# MoP Itemdatenbank?



## murdock789 (2. Oktober 2012)

hiho, vor einiger zeit gab es mal eine MoP item datenbank wo man ALLE items aus MoP nach itemlevel aufgelistet hatte ohne suche auf einer einzigen seite.

wo finde ich das? 

bei klickauf MoP Datenbank kommt nur "Neue Gegenstände in der Mists of Pandaria Beta" aber keite items...


----------



## ichbinnichtschuld (2. Oktober 2012)

wenn buffed nincht funktionert, wowhead


----------



## murdock789 (2. Oktober 2012)

und wo dort?

ic will halt keine einzelnen sondern eine auflistung ALLER MoP items..


----------



## Dagonzo (2. Oktober 2012)

Logisch das keine Items angezeigt werden, wenn du auf der Seite nichts auswählst.
In der normalen Datenbank (nicht beta) wird nämlich auch nichts angezeigt.


----------



## kaepteniglo (2. Oktober 2012)

Komisch, wenn ich auf wowdata.buffed.de auf Gegenstandssuche gehe und auf suchen klicke, bekomme ich mind. 3000 Items angezeigt.


----------



## Dagonzo (2. Oktober 2012)

Naja er wird wahrscheinlich einfach von der Startseite von Buffed aus, auf *WoW* geklickt haben und dann *Mists of Pandaria Datenbank* ausgewählt haben.

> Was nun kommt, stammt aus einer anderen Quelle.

/// Balanced AABB tree with stable, generation-checked proxy handles
#[derive(Clone, Debug)]
pub struct DynamicTree<T> {
    nodes: Vec<TreeNode<T>>,
    root: Option<usize>,
    free_list: Option<usize>,
    node_count: usize,
    proxy_count: usize,
    margin: f32,
    displacement_multiplier: f32,
}

impl<T: Copy> Default for DynamicTree<T> {
    fn default() -> Self {
        Self::new()
    }
}
//! Broadleaf application library
//!
//! Layered configuration and the headless simulation loop used by the
//! `broadleaf` binary.

pub mod config;
pub mod simulation;
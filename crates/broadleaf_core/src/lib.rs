//! Core types for the Broadleaf engine
//!
//! This crate provides the entity layer the physics world runs against:
//!
//! - [`Transform3D`] - Position and scale in 3D space
//! - [`Entity`] - An object in the world with an optional transform, collider and rigidbody
//! - [`World`] - Container for all entities plus their physics world
//! - [`EntityKey`] - Generational key to an entity in the world
//! - [`ShapeTemplate`] / [`ColliderTemplate`] - Serializable collider descriptions
//! - [`EntityTemplate`] - Serializable entity template
//! - [`Scene`] - Loadable/saveable scene containing entities

mod transform;
mod entity;
mod world;
mod shapes;
mod scene;

pub use transform::Transform3D;
pub use entity::{BodyTemplate, DirtyFlags, Entity, EntityTemplate};
pub use world::{EntityKey, EntityStore, World};
pub use shapes::{ColliderTemplate, FilterTemplate, ShapeTemplate};
pub use scene::{Scene, SceneLoadError, SceneSaveError};

// Re-export commonly used types from broadleaf_math for convenience
pub use broadleaf_math::{Axis, Vec3};

// Re-export physics types for convenient access through broadleaf_core
pub use broadleaf_physics::{
    BodyType, Collider, CollisionEvent, CollisionFilter, CollisionLayer, PhysicsConfig, PhysicsWorld, RigidBody,
    SweepHit,
};
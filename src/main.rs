//! Broadleaf - headless physics runner
//!
//! Loads the configured scene, steps it with a fixed timestep and logs the
//! state of every moving body.

use broadleaf::config::AppConfig;
use broadleaf::simulation;

fn main() {
    let config = AppConfig::load().unwrap_or_else(|e| {
        eprintln!("Failed to load config: {}. Using defaults.", e);
        AppConfig::default()
    });

    // RUST_LOG wins over the configured level
    env_logger::Builder::from_env(env_logger::Env::default().default_filter_or(config.debug.log_level.as_str())).init();
    log::info!("Starting Broadleaf");
    log::debug!("Configuration: {:?}", config);

    match simulation::run(&config) {
        Ok(world) => {
            log::info!(
                "Finished with {} entities and {} registered colliders",
                world.entity_count(),
                world.physics().registered_count()
            );
        }
        Err(e) => {
            log::error!("Failed to load scene {}: {}", config.simulation.scene.display(), e);
            std::process::exit(1);
        }
    }
}
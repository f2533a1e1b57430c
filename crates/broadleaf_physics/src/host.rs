//! The seam between the physics world and the layer that owns objects
//!
//! The physics world never owns colliders or rigidbodies. It refers to them
//! by an opaque handle and reaches them through a [`PhysicsHost`], which the
//! entity layer implements.

use std::fmt::Debug;
use std::hash::Hash;

use broadleaf_math::Vec3;

use crate::body::RigidBody;
use crate::collider::Collider;

/// Where an object's position lives
///
/// Resolved once when a collider is registered rather than rediscovered on
/// every step.
#[derive(Clone, Copy, Debug, Default, PartialEq, Eq, Hash)]
pub enum Anchor {
    /// A full transform with position and scale
    #[default]
    Transform,
    /// A bare position (e.g. a camera), scale is always one
    Direct,
    /// Nothing to move; position corrections are dropped
    Detached,
}

/// Access to the colliders, rigidbodies and positions owned by the caller
pub trait PhysicsHost {
    /// Identifier for one object; ordered so pairs can be visited once
    type Handle: Copy + Eq + Ord + Hash + Debug;

    fn collider(&self, handle: Self::Handle) -> Option<&Collider>;

    fn collider_mut(&mut self, handle: Self::Handle) -> Option<&mut Collider>;

    fn rigidbody(&self, handle: Self::Handle) -> Option<&RigidBody>;

    fn rigidbody_mut(&mut self, handle: Self::Handle) -> Option<&mut RigidBody>;

    /// Classify how the object's position is stored
    fn anchor(&self, handle: Self::Handle) -> Anchor;

    /// World position through the given anchor, `None` when detached or gone
    fn world_position(&self, handle: Self::Handle, anchor: Anchor) -> Option<Vec3>;

    /// World scale through the given anchor
    fn world_scale(&self, handle: Self::Handle, anchor: Anchor) -> Vec3;

    /// Move the object by `delta`; returns false when nothing could be moved
    fn translate(&mut self, handle: Self::Handle, anchor: Anchor, delta: Vec3) -> bool;
}
//! 3D Mathematics Library
//!
//! Vector and axis types shared by the Broadleaf physics and entity crates.
//!
//! ## Core Types
//!
//! - [`Vec3`] - 3D vector with x, y, z components
//! - [`Axis`] - One of the three coordinate axes

mod vec3;

pub use vec3::{Axis, Vec3};
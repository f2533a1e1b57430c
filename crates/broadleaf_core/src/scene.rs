//! Scene serialization
//!
//! Provides Scene struct for loading/saving scenes from RON files.
//! Scenes contain entity templates and an optional gravity override.

use serde::{Deserialize, Serialize};
use std::fs;
use std::io;
use std::path::Path;

use broadleaf_math::Vec3;
use broadleaf_physics::PhysicsConfig;

use crate::entity::EntityTemplate;
use crate::World;

/// A serializable scene containing entity templates
#[derive(Debug, Clone, PartialEq, Serialize, Deserialize)]
pub struct Scene {
    /// Scene name (for display/debugging)
    pub name: String,
    /// Entity templates in this scene
    pub entities: Vec<EntityTemplate>,
    /// Gravity override for this scene's physics
    #[serde(default)]
    pub gravity: Option<Vec3>,
}

impl Scene {
    /// Create a new empty scene
    pub fn new(name: impl Into<String>) -> Self {
        Self {
            name: name.into(),
            entities: Vec::new(),
            gravity: None,
        }
    }

    /// Load a scene from a RON file
    pub fn load<P: AsRef<Path>>(path: P) -> Result<Self, SceneLoadError> {
        let contents = fs::read_to_string(path)?;
        Self::from_ron_str(&contents)
    }

    /// Parse a scene from RON text
    pub fn from_ron_str(contents: &str) -> Result<Self, SceneLoadError> {
        Ok(ron::from_str(contents)?)
    }

    /// Save a scene to a RON file
    pub fn save<P: AsRef<Path>>(&self, path: P) -> Result<(), SceneSaveError> {
        let contents = self.to_ron_string()?;
        fs::write(path, contents)?;
        Ok(())
    }

    /// Serialize this scene as pretty-printed RON
    pub fn to_ron_string(&self) -> Result<String, SceneSaveError> {
        let pretty = ron::ser::PrettyConfig::new()
            .struct_names(true)
            .enumerate_arrays(false);
        Ok(ron::ser::to_string_pretty(self, pretty)?)
    }

    /// Add an entity template to this scene
    pub fn add_entity(&mut self, entity: EntityTemplate) {
        self.entities.push(entity);
    }

    /// Set the gravity for this scene
    pub fn with_gravity(mut self, gravity: Vec3) -> Self {
        self.gravity = Some(gravity);
        self
    }

    /// Physics configuration for this scene, starting from `base`
    pub fn physics_config(&self, base: PhysicsConfig) -> PhysicsConfig {
        match self.gravity {
            Some(gravity) => PhysicsConfig { gravity, ..base },
            None => base,
        }
    }

    /// Build a world containing every entity of this scene
    ///
    /// Colliders are registered in template order, which fixes the order
    /// contact pairs are resolved in.
    pub fn instantiate(&self, base: PhysicsConfig) -> World {
        let mut world = World::with_config(self.physics_config(base));
        for template in &self.entities {
            let entity = template.to_entity(world.physics_config());
            world.spawn(entity);
        }
        log::info!(
            "Instantiated scene '{}': {} entities, {} colliders",
            self.name,
            world.entity_count(),
            world.physics().registered_count()
        );
        world
    }
}

/// Error loading a scene
#[derive(Debug)]
pub enum SceneLoadError {
    /// IO error (file not found, permission denied, etc.)
    Io(io::Error),
    /// Parse error (invalid RON syntax)
    Parse(ron::error::SpannedError),
}

impl From<io::Error> for SceneLoadError {
    fn from(e: io::Error) -> Self {
        SceneLoadError::Io(e)
    }
}

impl From<ron::error::SpannedError> for SceneLoadError {
    fn from(e: ron::error::SpannedError) -> Self {
        SceneLoadError::Parse(e)
    }
}

impl std::fmt::Display for SceneLoadError {
    fn fmt(&self, f: &mut std::fmt::Formatter<'_>) -> std::fmt::Result {
        match self {
            SceneLoadError::Io(e) => write!(f, "IO error: {}", e),
            SceneLoadError::Parse(e) => write!(f, "Parse error: {}", e),
        }
    }
}

impl std::error::Error for SceneLoadError {
    fn source(&self) -> Option<&(dyn std::error::Error + 'static)> {
        match self {
            SceneLoadError::Io(e) => Some(e),
            SceneLoadError::Parse(e) => Some(e),
        }
    }
}

/// Error saving a scene
#[derive(Debug)]
pub enum SceneSaveError {
    /// IO error (permission denied, disk full, etc.)
    Io(io::Error),
    /// Serialization error
    Serialize(ron::Error),
}

impl From<io::Error> for SceneSaveError {
    fn from(e: io::Error) -> Self {
        SceneSaveError::Io(e)
    }
}

impl From<ron::Error> for SceneSaveError {
    fn from(e: ron::Error) -> Self {
        SceneSaveError::Serialize(e)
    }
}

impl std::fmt::Display for SceneSaveError {
    fn fmt(&self, f: &mut std::fmt::Formatter<'_>) -> std::fmt::Result {
        match self {
            SceneSaveError::Io(e) => write!(f, "IO error: {}", e),
            SceneSaveError::Serialize(e) => write!(f, "Serialize error: {}", e),
        }
    }
}

impl std::error::Error for SceneSaveError {}

#[cfg(test)]
mod tests {
    use super::*;
    use crate::entity::BodyTemplate;
    use crate::shapes::{ColliderTemplate, FilterTemplate, ShapeTemplate};
    use crate::Transform3D;

    fn demo_scene() -> Scene {
        let mut scene = Scene::new("Test Scene").with_gravity(Vec3::new(0.0, -20.0, 0.0));
        scene.add_entity(
            EntityTemplate::new(Transform3D::from_position(Vec3::new(0.0, -1.0, 0.0)))
                .with_name("floor")
                .with_tag("static")
                .with_collider(
                    ColliderTemplate::new(ShapeTemplate::Box {
                        half_extents: Vec3::new(10.0, 1.0, 10.0),
                    })
                    .with_filter(FilterTemplate::StaticWorld),
                ),
        );
        scene.add_entity(
            EntityTemplate::new(Transform3D::from_position(Vec3::new(0.0, 3.0, 0.0)))
                .with_name("ball")
                .with_tag("dynamic")
                .with_collider(ShapeTemplate::sphere(0.5))
                .with_rigidbody(BodyTemplate::dynamic()),
        );
        scene
    }

    #[test]
    fn test_scene_new() {
        let scene = Scene::new("Test Scene");
        assert_eq!(scene.name, "Test Scene");
        assert!(scene.entities.is_empty());
        assert!(scene.gravity.is_none());
    }

    #[test]
    fn test_scene_gravity_overrides_config() {
        let scene = Scene::new("Test").with_gravity(Vec3::new(0.0, -20.0, 0.0));
        let config = scene.physics_config(PhysicsConfig::default());
        assert_eq!(config.gravity, Vec3::new(0.0, -20.0, 0.0));
        assert_eq!(config.fat_margin, PhysicsConfig::default().fat_margin);

        let plain = Scene::new("Plain").physics_config(PhysicsConfig::default());
        assert_eq!(plain.gravity, PhysicsConfig::default().gravity);
    }

    #[test]
    fn test_scene_serialization() {
        let scene = demo_scene();
        let serialized = scene.to_ron_string().unwrap();

        assert!(serialized.contains("Test Scene"));
        assert!(serialized.contains("ball"));
        assert!(serialized.contains("Sphere"));

        let deserialized = Scene::from_ron_str(&serialized).unwrap();
        assert_eq!(deserialized, scene);
    }

    #[test]
    fn test_parse_scene_file_format() {
        let scene_ron = r#"
Scene(
    name: "Test Scene",
    gravity: Some((x: 0.0, y: -20.0, z: 0.0)),
    entities: [
        EntityTemplate(
            name: Some("floor"),
            tags: ["static"],
            transform: Some(Transform3D(
                position: Vec3(x: 0.0, y: 0.0, z: 0.0),
            )),
            collider: Some(ColliderTemplate(
                shape: ShapeTemplate(
                    type: "Floor",
                    y: 0.0,
                    half_size: 10.0,
                ),
                filter: StaticWorld,
            )),
        ),
        EntityTemplate(
            name: Some("player"),
            tags: ["player"],
            camera: Some((x: 0.0, y: 1.7, z: 0.0)),
            collider: Some(ColliderTemplate(
                shape: ShapeTemplate(
                    type: "Capsule",
                    radius: 0.4,
                    half_height: 0.5,
                ),
                filter: Player,
            )),
            rigidbody: Some(BodyTemplate(
                body_type: Kinematic,
            )),
        ),
        EntityTemplate(
            name: Some("zone"),
            transform: Some(Transform3D(
                position: (x: 5.0, y: 1.0, z: 0.0),
                scale: (x: 2.0, y: 2.0, z: 2.0),
            )),
            collider: Some(ColliderTemplate(
                shape: ShapeTemplate(type: "Sphere", radius: 1.0),
                filter: Trigger(detects: 2),
                trigger: true,
            )),
        ),
    ],
)
"#;
        let scene = Scene::from_ron_str(scene_ron).unwrap();
        assert_eq!(scene.name, "Test Scene");
        assert_eq!(scene.gravity, Some(Vec3::new(0.0, -20.0, 0.0)));
        assert_eq!(scene.entities.len(), 3);

        let floor = &scene.entities[0];
        assert_eq!(floor.name, Some("floor".to_string()));
        assert_eq!(floor.tags, vec!["static"]);
        match &floor.collider.as_ref().unwrap().shape {
            ShapeTemplate::Floor { y, half_size } => {
                assert_eq!(*y, 0.0);
                assert_eq!(*half_size, 10.0);
            }
            other => panic!("Expected Floor shape, got {:?}", other),
        }

        let player = &scene.entities[1];
        assert!(player.transform.is_none());
        assert_eq!(player.camera, Some(Vec3::new(0.0, 1.7, 0.0)));
        assert_eq!(player.rigidbody.as_ref().unwrap().body_type, broadleaf_physics::BodyType::Kinematic);

        let zone = &scene.entities[2];
        assert_eq!(zone.transform.unwrap().scale, Vec3::splat(2.0));
        assert!(zone.collider.as_ref().unwrap().trigger);
    }

    #[test]
    fn test_parse_error() {
        let result = Scene::from_ron_str("Scene(name: \"broken\", entities: [");
        match result {
            Err(SceneLoadError::Parse(_)) => {}
            other => panic!("Expected parse error, got {:?}", other),
        }
    }

    #[test]
    fn test_load_missing_file() {
        let result = Scene::load("/nonexistent/path/to/scene.ron");
        assert!(matches!(result, Err(SceneLoadError::Io(_))));
    }

    #[test]
    fn test_save_and_load_roundtrip() {
        let dir = std::env::temp_dir().join("broadleaf_scene_tests");
        std::fs::create_dir_all(&dir).unwrap();
        let path = dir.join("roundtrip.ron");

        let scene = demo_scene();
        scene.save(&path).unwrap();
        let loaded = Scene::load(&path).unwrap();
        assert_eq!(loaded, scene);

        let _ = std::fs::remove_file(&path);
    }

    #[test]
    fn test_instantiate_registers_colliders() {
        let world = demo_scene().instantiate(PhysicsConfig::default());
        assert_eq!(world.entity_count(), 2);
        assert_eq!(world.physics().registered_count(), 2);
        assert_eq!(world.physics_config().gravity, Vec3::new(0.0, -20.0, 0.0));

        let (_, ball) = world.get_by_name("ball").unwrap();
        assert_eq!(ball.rigidbody.as_ref().unwrap().gravity, Vec3::new(0.0, -20.0, 0.0));
    }

    #[test]
    fn test_instantiated_world_steps() {
        let mut world = demo_scene().instantiate(PhysicsConfig::default());
        world.update(1.0 / 60.0);

        let (_, ball) = world.get_by_name("ball").unwrap();
        assert!(ball.position().unwrap().y < 3.0);
    }
}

Dann steht halt erst mal nichts da.^^


----------



## kaepteniglo (2. Oktober 2012)

Selbst da bekommt man mit 2 Klicks die Items angezeigt


----------



## Dagonzo (2. Oktober 2012)

Aber manche sehen den Wald vor lauter Bäume einfach nicht.^^


----------



## inferrno (5. Oktober 2012)

Wann werden denn dort die Instanzen aktualisert? Es werden zwar nach Itemsuche die Items angezeigt, jedoch nicht woher man diese erhält.


----------



## kaepteniglo (5. Oktober 2012)

Dann verschieb ich das mal in den Meinung- & Anregungsbereich


----------